To solve this you need to find the comman names between this pretrained checkpoint and TwoStageCNNGeometric model namespaces.

    if model_aff_tps_path != '':
        checkpoint = torch.load(model_aff_tps_path, map_location=lambda storage, loc: storage)
        checkpoint['state_dict'] = OrderedDict(
            [(k.replace('vgg', 'model'), v) for k, v in checkpoint['state_dict'].items()])

        for name, param in model.FeatureExtraction.state_dict().items():
            if 'FeatureExtraction.' + name in checkpoint['state_dict']:
                model.FeatureExtraction.state_dict()[name].copy_(checkpoint['state_dict']['FeatureExtraction.' + name])
        for name, param in model.FeatureRegression.state_dict().items():
            if 'FeatureRegression.' + name in checkpoint['state_dict']:
                model.FeatureRegression.state_dict()[name].copy_(checkpoint['state_dict']['FeatureRegression.' + name])
        for name, param in model.FeatureRegression2.state_dict().items():
            if 'FeatureRegression2.' + name in checkpoint['state_dict']:
                model.FeatureRegression2.state_dict()[name].copy_(checkpoint['state_dict']['FeatureRegression2.' + name])

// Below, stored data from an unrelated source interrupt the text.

use rust_decimal::Decimal;
use serde::{Deserialize, Serialize};
use std::collections::HashMap;
use uuid::Uuid;

use super::cart::ShoppingCart;

/// Raw submitted form payload for a checkout step. Multi-valued fields are
/// preserved as posted (hidden-checkbox pairs submit two values).
#[derive(Debug, Clone, Default, PartialEq, Serialize, Deserialize)]
#[serde(transparent)]
pub struct FormData {
    fields: HashMap<String, Vec<String>>,
}

impl FormData {
    pub fn new() -> Self {
        Self::default()
    }

    pub fn from_pairs<I, K, V>(pairs: I) -> Self
    where
        I: IntoIterator<Item = (K, V)>,
        K: Into<String>,
        V: Into<String>,
    {
        let mut form = Self::new();
        for (key, value) in pairs {
            form.append(key, value);
        }
        form
    }

    pub fn append(&mut self, key: impl Into<String>, value: impl Into<String>) {
        self.fields.entry(key.into()).or_default().push(value.into());
    }

    pub fn values(&self, key: &str) -> &[String] {
        self.fields.get(key).map(Vec::as_slice).unwrap_or(&[])
    }

    pub fn first(&self, key: &str) -> Option<&str> {
        self.values(key).first().map(String::as_str)
    }

    /// Checkbox semantics: any posted `true`/`on` value counts as checked.
    pub fn is_truthy(&self, key: &str) -> bool {
        self.values(key).iter().any(|v| v == "true" || v == "on")
    }

    pub fn iter(&self) -> impl Iterator<Item = (&String, &Vec<String>)> {
        self.fields.iter()
    }

    pub fn is_empty(&self) -> bool {
        self.fields.is_empty()
    }
}

/// Payment request handed to the order-placement service. Assembled by the
/// payment step (via the provider) or freshly from the cart by the confirm
/// step when no cached request exists.
#[derive(Debug, Clone, PartialEq, Serialize, Deserialize)]
pub struct ProcessPaymentRequest {
    pub customer_id: Uuid,
    pub store_id: Uuid,
    pub payment_method_system_name: String,
    pub order_total: Decimal,
    pub currency: String,
    /// Extra metadata attached straight from the confirm form (customer
    /// comment, newsletter opt-in, consent flags).
    #[serde(default)]
    pub custom_values: HashMap<String, String>,
}

impl ProcessPaymentRequest {
    pub fn for_cart(cart: &ShoppingCart) -> Self {
        Self {
            customer_id: cart.customer.id,
            store_id: cart.store_id,
            payment_method_system_name: cart
                .customer
                .attributes
                .selected_payment_method
                .clone()
                .unwrap_or_default(),
            order_total: cart.total(),
            currency: cart.currency.clone(),
            custom_values: HashMap::new(),
        }
    }
}

#[cfg(test)]
mod tests {
    use super::*;

    #[test]
    fn form_data_first_and_values() {
        let form = FormData::from_pairs([("a", "1"), ("a", "2"), ("b", "x")]);
        assert_eq!(form.first("a"), Some("1"));
        assert_eq!(form.values("a").len(), 2);
        assert_eq!(form.first("missing"), None);
        assert!(form.values("missing").is_empty());
    }

    #[test]
    fn is_truthy_handles_checkbox_pairs() {
        let form = FormData::from_pairs([("opt_in", "true"), ("opt_in", "false")]);
        assert!(form.is_truthy("opt_in"));

        let unchecked = FormData::from_pairs([("opt_in", "false")]);
        assert!(!unchecked.is_truthy("opt_in"));
    }
}
//! The checkout pipeline: one handler per step, driven in ascending order
//! by the workflow. Handlers are pure with respect to control flow: given
//! cart + session state + an optional submitted payload they produce a
//! `CheckoutHandlerResult`; navigation decisions belong to the workflow.

pub mod billing_address;
pub mod confirm;
pub mod payment_method;
pub mod shipping_address;
pub mod shipping_method;
pub mod workflow;

use async_trait::async_trait;
use serde::{Deserialize, Serialize};
use std::collections::HashMap;
use uuid::Uuid;

use crate::errors::{CheckoutError, ServiceError};
use crate::models::{FormData, ProcessPaymentRequest, ShippingOption, ShoppingCart};

pub use billing_address::BillingAddressHandler;
pub use confirm::ConfirmHandler;
pub use payment_method::PaymentMethodHandler;
pub use shipping_address::ShippingAddressHandler;
pub use shipping_method::ShippingMethodHandler;
pub use workflow::{CheckoutWorkflow, WorkflowOutcome};

/// Pipeline positions. Addresses come before the shipping method, which
/// comes before payment, which comes before confirm.
pub mod steps {
    pub const BILLING_ADDRESS: i32 = 10;
    pub const SHIPPING_ADDRESS: i32 = 20;
    pub const SHIPPING_METHOD: i32 = 30;
    pub const PAYMENT_METHOD: i32 = 40;
    pub const CONFIRM: i32 = 50;
}

/// Navigation target produced by a handler or the workflow.
#[derive(Debug, Clone, PartialEq, Eq, Serialize, Deserialize)]
#[serde(tag = "target", rename_all = "snake_case")]
pub enum CheckoutRedirect {
    Cart,
    BillingAddress,
    ShippingAddress,
    ShippingMethod,
    PaymentMethod,
    Confirm,
    OrderComplete {
        order_id: Uuid,
    },
    /// Provider-hosted page. `order_id` is set when the order was already
    /// placed and the redirect finishes the checkout (hosted confirmation
    /// page); `None` for redirects raised before placement.
    External {
        url: String,
        #[serde(default, skip_serializing_if = "Option::is_none")]
        order_id: Option<Uuid>,
    },
}

/// Route identity of a checkout step: the main action plus any step-specific
/// "select" sub-actions (picking from a saved address list).
#[derive(Debug, Clone, PartialEq, Eq, Serialize, Deserialize)]
pub struct StepRoute {
    pub order: i32,
    pub action: String,
    pub controller: String,
    pub area: String,
    pub select_actions: Vec<String>,
}

impl StepRoute {
    pub fn new(order: i32, action: impl Into<String>) -> Self {
        Self {
            order,
            action: action.into(),
            controller: "checkout".to_string(),
            area: String::new(),
            select_actions: vec![],
        }
    }

    pub fn with_select_action(mut self, action: impl Into<String>) -> Self {
        self.select_actions.push(action.into());
        self
    }

    pub fn matches(&self, action: &str, controller: &str) -> bool {
        if !self.controller.eq_ignore_ascii_case(controller) {
            return false;
        }
        self.action.eq_ignore_ascii_case(action)
            || self
                .select_actions
                .iter()
                .any(|a| a.eq_ignore_ascii_case(action))
    }

    /// Handler identity is a pure function of the route; used by the
    /// workflow to deduplicate and order deterministically.
    pub fn identity(&self) -> HandlerIdentity {
        HandlerIdentity {
            order: self.order,
            action: self.action.to_ascii_lowercase(),
            controller: self.controller.to_ascii_lowercase(),
            area: self.area.to_ascii_lowercase(),
        }
    }
}

#[derive(Debug, Clone, PartialEq, Eq, Hash)]
pub struct HandlerIdentity {
    pub order: i32,
    pub action: String,
    pub controller: String,
    pub area: String,
}

/// A submitted step payload. `None` passed to `process` means the handler
/// is being evaluated for GET navigation / auto-advance only.
#[derive(Debug, Clone, Default)]
pub struct StepRequest {
    pub action: String,
    pub form: FormData,
}

impl StepRequest {
    pub fn new(action: impl Into<String>, form: FormData) -> Self {
        Self {
            action: action.into(),
            form,
        }
    }
}

/// Session-scoped checkout-in-progress data. Created at checkout start,
/// mutated by every handler, reset when the order is placed or the
/// checkout is abandoned.
#[derive(Debug, Clone, PartialEq, Serialize, Deserialize)]
pub struct CheckoutState {
    skip_shipping_address: bool,
    shipping_address_differs: bool,
    /// Set by the payment step when the only active provider requires
    /// interaction: the UI should offer a "correct your input" link
    /// instead of skipping the step.
    pub offer_payment_correction_link: bool,
    /// Raw submitted payment form fields, kept across redisplays so the
    /// customer need not re-enter them.
    pub payment_data: HashMap<String, String>,
    /// Session-cached payment request built by the selected provider.
    pub payment_request: Option<ProcessPaymentRequest>,
    pub payment_summary: Option<String>,
    pub is_payment_required: bool,
    pub is_payment_selection_skipped: bool,
    /// Offered-options cache: shipping rates are computed once per
    /// checkout, not per step transition.
    pub offered_shipping_options: Option<Vec<ShippingOption>>,
}

impl Default for CheckoutState {
    fn default() -> Self {
        Self {
            skip_shipping_address: false,
            shipping_address_differs: false,
            offer_payment_correction_link: false,
            payment_data: HashMap::new(),
            payment_request: None,
            payment_summary: None,
            is_payment_required: true,
            is_payment_selection_skipped: false,
            offered_shipping_options: None,
        }
    }
}

impl CheckoutState {
    pub fn new() -> Self {
        Self::default()
    }

    pub fn set_skip_shipping_address(&mut self) {
        self.skip_shipping_address = true;
    }

    /// Read-once: the flag is cleared on consumption.
    pub fn take_skip_shipping_address(&mut self) -> bool {
        std::mem::take(&mut self.skip_shipping_address)
    }

    pub fn set_shipping_address_differs(&mut self, differs: bool) {
        self.shipping_address_differs = differs;
    }

    /// Read-once: the flag is cleared on consumption.
    pub fn take_shipping_address_differs(&mut self) -> bool {
        std::mem::take(&mut self.shipping_address_differs)
    }

    /// Abandons the checkout in progress.
    pub fn reset(&mut self) {
        *self = Self::default();
    }
}

/// Mutable view a handler works on: the cart aggregate and the session
/// state. Single writer per session is assumed.
pub struct CheckoutContext<'a> {
    pub cart: &'a mut ShoppingCart,
    pub state: &'a mut CheckoutState,
}

/// Outcome value of one handler invocation.
#[derive(Debug, Clone, Default, PartialEq)]
pub struct CheckoutHandlerResult {
    pub success: bool,
    pub skip: bool,
    pub errors: Vec<CheckoutError>,
    pub redirect: Option<CheckoutRedirect>,
}

impl CheckoutHandlerResult {
    pub fn succeeded() -> Self {
        Self {
            success: true,
            ..Default::default()
        }
    }

    /// `success=false` with no errors: the step cannot complete silently
    /// and must be redisplayed.
    pub fn failed() -> Self {
        Self::default()
    }

    pub fn failed_with(errors: Vec<CheckoutError>) -> Self {
        Self {
            errors,
            ..Default::default()
        }
    }

    /// The step is satisfied without user interaction, regardless of
    /// `success`.
    pub fn skipped() -> Self {
        Self {
            success: true,
            skip: true,
            ..Default::default()
        }
    }

    pub fn redirect(redirect: CheckoutRedirect) -> Self {
        Self {
            redirect: Some(redirect),
            ..Default::default()
        }
    }

    pub fn with_redirect(mut self, redirect: CheckoutRedirect) -> Self {
        self.redirect = Some(redirect);
        self
    }

    /// Satisfied steps let the workflow move on.
    pub fn is_satisfied(&self) -> bool {
        self.skip || self.success
    }
}

/// One checkout step.
#[async_trait]
pub trait CheckoutHandler: Send + Sync {
    fn route(&self) -> &StepRoute;

    /// Whether an inbound `(action, controller)` pair targets this step,
    /// including its "select" sub-actions.
    fn is_handler_for(&self, action: &str, controller: &str) -> bool {
        self.route().matches(action, controller)
    }

    async fn process(
        &self,
        ctx: &mut CheckoutContext<'_>,
        request: Option<&StepRequest>,
    ) -> Result<CheckoutHandlerResult, ServiceError>;
}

The other optimum way is to add a more pythonic statement when you are generating the checkpoint and make a OrderedDic, something like:

 [(k.replace('vgg', 'model'), v) for k, v in checkpoint['state_dict'].items() if v in model.FeatureExtraction.state_dict()])

but I it doesn't work like this definitly and I couldn't find an optimum way anyway, so I ended up to add the explicit if statements.

2- The second issue is happening later on, in preprocess_image(), normalize_image() in ./image/normalization.py, line 38

if isinstance(image,torch.autograd.variable.Variable):
....

The fact is in the classes Tensor and Variable got merged in newer version of PyTorch, so there is no need to check if image is a Variale type and so on.

So, you can easily replace this wholeline by "else:"

Hope this would be helpful for others too.

yimengli46 commented 5 years ago

Thanks, your suggestions work perfectly.